→ PROBLEM DETAILS
Below are lines of data, and only some are wanted. Please repeat exactly those from the line that has "MP for new ghosts." through the line that has "Some(value) => serde_json::from_value(value.clone())".

────────────────

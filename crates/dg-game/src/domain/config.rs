//! Per-game rules configuration.
//!
//! Stored as a free-form JSON blob on the game; missing keys fall back to
//! defaults so a game created without a config plays with a single d6.

use dg_core::error::DomainError;
use serde::{Deserialize, Serialize};

/// How scoped sessions interact.
#[derive(Debug, Clone, Copy, Default, PartialEq, Eq, Serialize, Deserialize)]
#[serde(rename_all = "snake_case")]
pub enum ScopePolicy {
    /// A region-scoped session also holds every location in the region.
    #[default]
    Strict,
    /// Region and location sessions are checked only against their own kind.
    IndependentLocations,
}

/// Rules knobs read from a game's config blob.
#[derive(Debug, Clone, PartialEq, Eq, Serialize, Deserialize)]
#[serde(default)]
pub struct GameConfig {
    /// Sides per die for checks.
    pub dice_type: u32,
    /// Dice rolled per check.
    pub dice_count: u32,
    /// Starting HP for new ghosts.
    pub initial_hp: i32,
    /// Starting MP for new ghosts.
    pub initial_mp: i32,
    /// Difficulty used by `attack` when none is given.
    pub attack_difficulty: i32,
    /// Damage dealt by `attack` when no damage expression is given.
    pub attack_damage: i32,
    /// Session conflict policy.
    pub scope_policy: ScopePolicy,
}

impl Default for GameConfig {
    fn default() -> Self {
        Self {
            dice_type: 6,
            dice_count: 1,
            initial_hp: 10,
            initial_mp: 5,
            attack_difficulty: 4,
            attack_damage: 1,
            scope_policy: ScopePolicy::Strict,
        }
    }
}

impl GameConfig {
    /// Parses a game's config blob. `None` and `null` yield the defaults.
    ///
    /// # Errors
    ///
    /// Returns `DomainError::Validation` if a known key has the wrong type.
    pub fn from_value(value: Option<&serde_json::Value>) -> Result<Self, DomainError> {
        match value {
            None | Some(serde_json::Value::Null) => Ok(Self::default()),
            Some(value) => serde_json::from_value(value.clone())
                .map_err(|e| DomainError::Validation(format!("invalid game config: {e}"))),
        }
    }
}

#[cfg(test)]
mod tests {
    use super::*;
    use serde_json::json;

    #[test]
    fn test_missing_config_uses_defaults() {
        let config = GameConfig::from_value(None).unwrap();
        assert_eq!(config, GameConfig::default());
        assert_eq!(config.dice_type, 6);
        assert_eq!(config.dice_count, 1);
        assert_eq!(config.scope_policy, ScopePolicy::Strict);
    }

    #[test]
    fn test_partial_config_keeps_other_defaults() {
        let blob = json!({"dice_type": 20, "scope_policy": "independent_locations", "theme": "noir"});

        let config = GameConfig::from_value(Some(&blob)).unwrap();

        assert_eq!(config.dice_type, 20);
        assert_eq!(config.dice_count, 1);
        assert_eq!(config.initial_hp, 10);
        assert_eq!(config.scope_policy, ScopePolicy::IndependentLocations);
    }

    #[test]
    fn test_wrongly_typed_key_is_rejected() {
        let blob = json!({"dice_type": "twenty"});
        assert!(matches!(
            GameConfig::from_value(Some(&blob)),
            Err(DomainError::Validation(_))
        ));
    }
}
//! Domain error types.

use thiserror::Error;
use uuid::Uuid;

/// Top-level domain error type.
///
/// Every variant except `Infrastructure` is a local, recoverable failure that
/// is reported back to the caller with enough context to correct the request.
#[derive(Debug, Error)]
pub enum DomainError {
    /// A referenced entity does not exist.
    #[error("{entity} not found: {id}")]
    NotFound {
        /// The kind of entity (`game`, `session`, `patient`, ...).
        entity: &'static str,
        /// The identifier that was looked up.
        id: Uuid,
    },

    /// A uniqueness or mutual-exclusion invariant would be violated.
    #[error("conflict: {0}")]
    Conflict(String),

    /// An illegal lifecycle move was attempted.
    #[error("cannot {attempted} {entity} {id}: current status is {from}")]
    InvalidTransition {
        /// The kind of entity.
        entity: &'static str,
        /// The entity identifier.
        id: Uuid,
        /// The status the entity is currently in.
        from: String,
        /// The transition that was attempted.
        attempted: &'static str,
    },

    /// The event type is not part of the registry.
    #[error("unsupported event type: {0}")]
    UnsupportedEvent(String),

    /// The caller could not be identified.
    #[error("unauthorized: {0}")]
    Unauthorized(String),

    /// The caller is known but lacks standing for the operation.
    #[error("forbidden: {0}")]
    Forbidden(String),

    /// A validation error in domain logic.
    #[error("validation error: {0}")]
    Validation(String),

    /// A write-once or otherwise stateful field is already in its final state.
    #[error("invalid state: {0}")]
    InvalidState(String),

    /// An infrastructure/persistence error.
    #[error("infrastructure error: {0}")]
    Infrastructure(String),
}

impl DomainError {
    /// Shorthand for a `NotFound` error.
    #[must_use]
    pub fn not_found(entity: &'static str, id: Uuid) -> Self {
        Self::NotFound { entity, id }
    }

    /// Returns `true` for errors caused by the backing store rather than
    /// by the request.
    #[must_use]
    pub fn is_infrastructure(&self) -> bool {
        matches!(self, Self::Infrastructure(_))
    }
}

#[cfg(test)]
mod tests {
    use super::*;

    #[test]
    fn test_invalid_transition_names_attempted_and_current_state() {
        let id = Uuid::nil();
        let err = DomainError::InvalidTransition {
            entity: "session",
            id,
            from: "ended".to_owned(),
            attempted: "pause",
        };

        assert_eq!(
            err.to_string(),
            format!("cannot pause session {id}: current status is ended")
        );
    }

    #[test]
    fn test_only_infrastructure_is_flagged_as_infrastructure() {
        assert!(DomainError::Infrastructure("db down".into()).is_infrastructure());
        assert!(!DomainError::Conflict("taken".into()).is_infrastructure());
    }
}
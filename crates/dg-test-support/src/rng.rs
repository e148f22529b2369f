//! Scripted dice for tests.

use dg_core::rng::DeterministicRng;

/// Always rolls the lowest face, so every `NdM+K` totals `N + K`.
#[derive(Debug, Clone, Copy, Default)]
pub struct MockRng;

impl DeterministicRng for MockRng {
    fn next_u32_range(&mut self, min: u32, _max: u32) -> u32 {
        min
    }
}

/// Plays back a fixed list of die faces in order.
///
/// Panics when the script runs out or a face does not fit the die being
/// rolled, so a test that miscounts its dice fails loudly.
#[derive(Debug, Clone)]
pub struct SequenceRng {
    faces: Vec<u32>,
    next: usize,
}

impl SequenceRng {
    /// Scripts the given faces.
    #[must_use]
    pub fn new(faces: Vec<u32>) -> Self {
        Self { faces, next: 0 }
    }

    /// Faces not yet rolled.
    #[must_use]
    pub fn remaining(&self) -> usize {
        self.faces.len() - self.next
    }
}

impl DeterministicRng for SequenceRng {
    fn next_u32_range(&mut self, min: u32, max: u32) -> u32 {
        let Some(&face) = self.faces.get(self.next) else {
            panic!("SequenceRng exhausted after {} rolls", self.next);
        };
        assert!(
            (min..=max).contains(&face),
            "scripted face {face} does not fit a {min}..={max} die"
        );
        self.next += 1;
        face
    }
}

#[cfg(test)]
mod tests {
    use super::*;

    #[test]
    fn test_sequence_plays_back_in_order() {
        let mut rng = SequenceRng::new(vec![2, 5]);
        assert_eq!(rng.next_u32_range(1, 6), 2);
        assert_eq!(rng.next_u32_range(1, 6), 5);
        assert_eq!(rng.remaining(), 0);
    }

    #[test]
    #[should_panic(expected = "does not fit")]
    fn test_sequence_rejects_faces_off_the_die() {
        SequenceRng::new(vec![7]).next_u32_range(1, 6);
    }

    #[test]
    fn test_mock_rolls_lowest_face() {
        assert_eq!(MockRng.next_u32_range(1, 20), 1);
    }
}
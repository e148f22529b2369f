//! dg Core: shared domain primitives.
//!
//! This crate defines the fundamental traits and types that every
//! subsystem depends on: determinism seams (clock, RNG), the domain error
//! taxonomy, soul colors, and the timeline record. It contains no
//! infrastructure code.

pub mod clock;
pub mod color;
pub mod command;
pub mod error;
pub mod rng;
pub mod timeline;
//! Handlers for session lifecycle and roster events.

use dg_character::domain::aggregates::Patient;
use dg_core::error::DomainError;
use dg_session::domain::aggregates::{Session, SessionPlayer};
use dg_session::domain::scope::Scope;
use serde_json::json;
use tracing::info;
use uuid::Uuid;

use super::context::{EventContext, Outcome};
use crate::domain::events::{RosterChange, SessionStart};

/// Resolves a requested region/location pair against the game's places.
/// A location implies its region; naming a different region is rejected.
pub(crate) async fn resolve_scope(
    ctx: &mut EventContext<'_>,
    region_id: Option<Uuid>,
    location_id: Option<Uuid>,
) -> Result<Scope, DomainError> {
    if let Some(location_id) = location_id {
        let location = ctx
            .uow
            .find_location(location_id)
            .await?
            .filter(|l| l.game_id == ctx.game.id)
            .ok_or_else(|| DomainError::not_found("location", location_id))?;
        if let Some(region_id) = region_id.filter(|r| *r != location.region_id) {
            return Err(DomainError::Validation(format!(
                "location {location_id} is not in region {region_id}"
            )));
        }
        return Ok(Scope::Location {
            region_id: location.region_id,
            location_id,
        });
    }
    if let Some(region_id) = region_id {
        ctx.uow
            .find_region(region_id)
            .await?
            .filter(|r| r.game_id == ctx.game.id)
            .ok_or_else(|| DomainError::not_found("region", region_id))?;
        return Ok(Scope::Region { region_id });
    }
    Ok(Scope::Game)
}

fn positioned_in(patient: &Patient, scope: &Scope) -> bool {
    match scope {
        Scope::Game => false,
        Scope::Region { region_id } => patient.current_region_id == Some(*region_id),
        Scope::Location { location_id, .. } => patient.current_location_id == Some(*location_id),
    }
}

/// `session_start`: opens a session on a free scope and enrols every patient
/// standing in it. The event is the first entry of the new session's stream.
pub(crate) async fn session_start(
    ctx: &mut EventContext<'_>,
    payload: SessionStart,
) -> Result<Outcome, DomainError> {
    ctx.game.ensure_active("start a session in")?;
    let scope = resolve_scope(ctx, payload.region_id, payload.location_id).await?;
    let holders = ctx.uow.holding_sessions(ctx.game.id).await?;
    let session = Session::start(
        Uuid::new_v4(),
        ctx.game.id,
        scope,
        Some(ctx.actor_id),
        &holders,
        ctx.config.scope_policy,
        ctx.now,
    )?;
    ctx.uow.insert_session(&session).await?;

    let mut enrolled = Vec::new();
    for patient in ctx.uow.patients(ctx.game.id).await? {
        if positioned_in(&patient, &scope) {
            ctx.uow
                .insert_session_player(&SessionPlayer {
                    session_id: session.id,
                    patient_id: patient.id,
                    joined_at: ctx.now,
                })
                .await?;
            enrolled.push(patient.id);
        }
    }
    info!(session_id = %session.id, enrolled = enrolled.len(), "session started");

    Ok(Outcome::new(json!({
        "session_id": session.id,
        "status": session.status,
        "region_id": scope.region_id(),
        "location_id": scope.location_id(),
        "players": enrolled,
    }))
    .in_session(session.id))
}

/// `session_pause`.
pub(crate) async fn session_pause(ctx: &mut EventContext<'_>) -> Result<Outcome, DomainError> {
    let session = ctx.session_mut()?;
    session.pause()?;
    let session = session.clone();
    ctx.uow.update_session(&session).await?;
    Ok(session_status(&session))
}

/// `session_resume`: fails with a conflict if another session took the
/// scope while this one was paused.
pub(crate) async fn session_resume(ctx: &mut EventContext<'_>) -> Result<Outcome, DomainError> {
    ctx.game.ensure_active("resume a session in")?;
    let holders = ctx.uow.holding_sessions(ctx.game.id).await?;
    let policy = ctx.config.scope_policy;
    let session = ctx.session_mut()?;
    session.resume(&holders, policy)?;
    let session = session.clone();
    ctx.uow.update_session(&session).await?;
    Ok(session_status(&session))
}

/// `session_end`.
pub(crate) async fn session_end(ctx: &mut EventContext<'_>) -> Result<Outcome, DomainError> {
    let now = ctx.now;
    let session = ctx.session_mut()?;
    session.end(now)?;
    let session = session.clone();
    ctx.uow.update_session(&session).await?;
    let mut outcome = session_status(&session);
    outcome.data["ended_at"] = json!(session.ended_at);
    Ok(outcome)
}

/// `session_add_player`.
pub(crate) async fn session_add_player(
    ctx: &mut EventContext<'_>,
    payload: RosterChange,
) -> Result<Outcome, DomainError> {
    let session_id = open_session_id(ctx, "add a player to")?;
    let patient = ctx.load_patient(payload.patient_id).await?;
    ctx.uow
        .insert_session_player(&SessionPlayer {
            session_id,
            patient_id: patient.id,
            joined_at: ctx.now,
        })
        .await?;
    Ok(Outcome::new(json!({
        "session_id": session_id,
        "patient_id": patient.id,
        "action": "added",
    })))
}

/// `session_remove_player`.
pub(crate) async fn session_remove_player(
    ctx: &mut EventContext<'_>,
    payload: RosterChange,
) -> Result<Outcome, DomainError> {
    let session_id = open_session_id(ctx, "remove a player from")?;
    ctx.uow
        .delete_session_player(session_id, payload.patient_id)
        .await?;
    Ok(Outcome::new(json!({
        "session_id": session_id,
        "patient_id": payload.patient_id,
        "action": "removed",
    })))
}

fn open_session_id(ctx: &EventContext<'_>, attempted: &'static str) -> Result<Uuid, DomainError> {
    let session = ctx.session()?;
    if session.holds_scope() {
        Ok(session.id)
    } else {
        Err(DomainError::InvalidTransition {
            entity: "session",
            id: session.id,
            from: session.status.to_string(),
            attempted,
        })
    }
}

fn session_status(session: &Session) -> Outcome {
    Outcome::new(json!({
        "session_id": session.id,
        "status": session.status,
    }))
}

────────────────

→ TASK ANSWER
    /// Starting MP for new ghosts.
    pub initial_mp: i32,
    /// Difficulty used by `attack` when none is given.
    pub attack_difficulty: i32,
    /// Damage dealt by `attack` when no damage expression is given.
    pub attack_damage: i32,
    /// Session conflict policy.
    pub scope_policy: ScopePolicy,
}

impl Default for GameConfig {
    fn default() -> Self {
        Self {
            dice_type: 6,
            dice_count: 1,
            initial_hp: 10,
            initial_mp: 5,
            attack_difficulty: 4,
            attack_damage: 1,
            scope_policy: ScopePolicy::Strict,
        }
    }
}

impl GameConfig {
    /// Parses a game's config blob. `None` and `null` yield the defaults.
    ///
    /// # Errors
    ///
    /// Returns `DomainError::Validation` if a known key has the wrong type.
    pub fn from_value(value: Option<&serde_json::Value>) -> Result<Self, DomainError> {
        match value {
            None | Some(serde_json::Value::Null) => Ok(Self::default()),
            Some(value) => serde_json::from_value(value.clone())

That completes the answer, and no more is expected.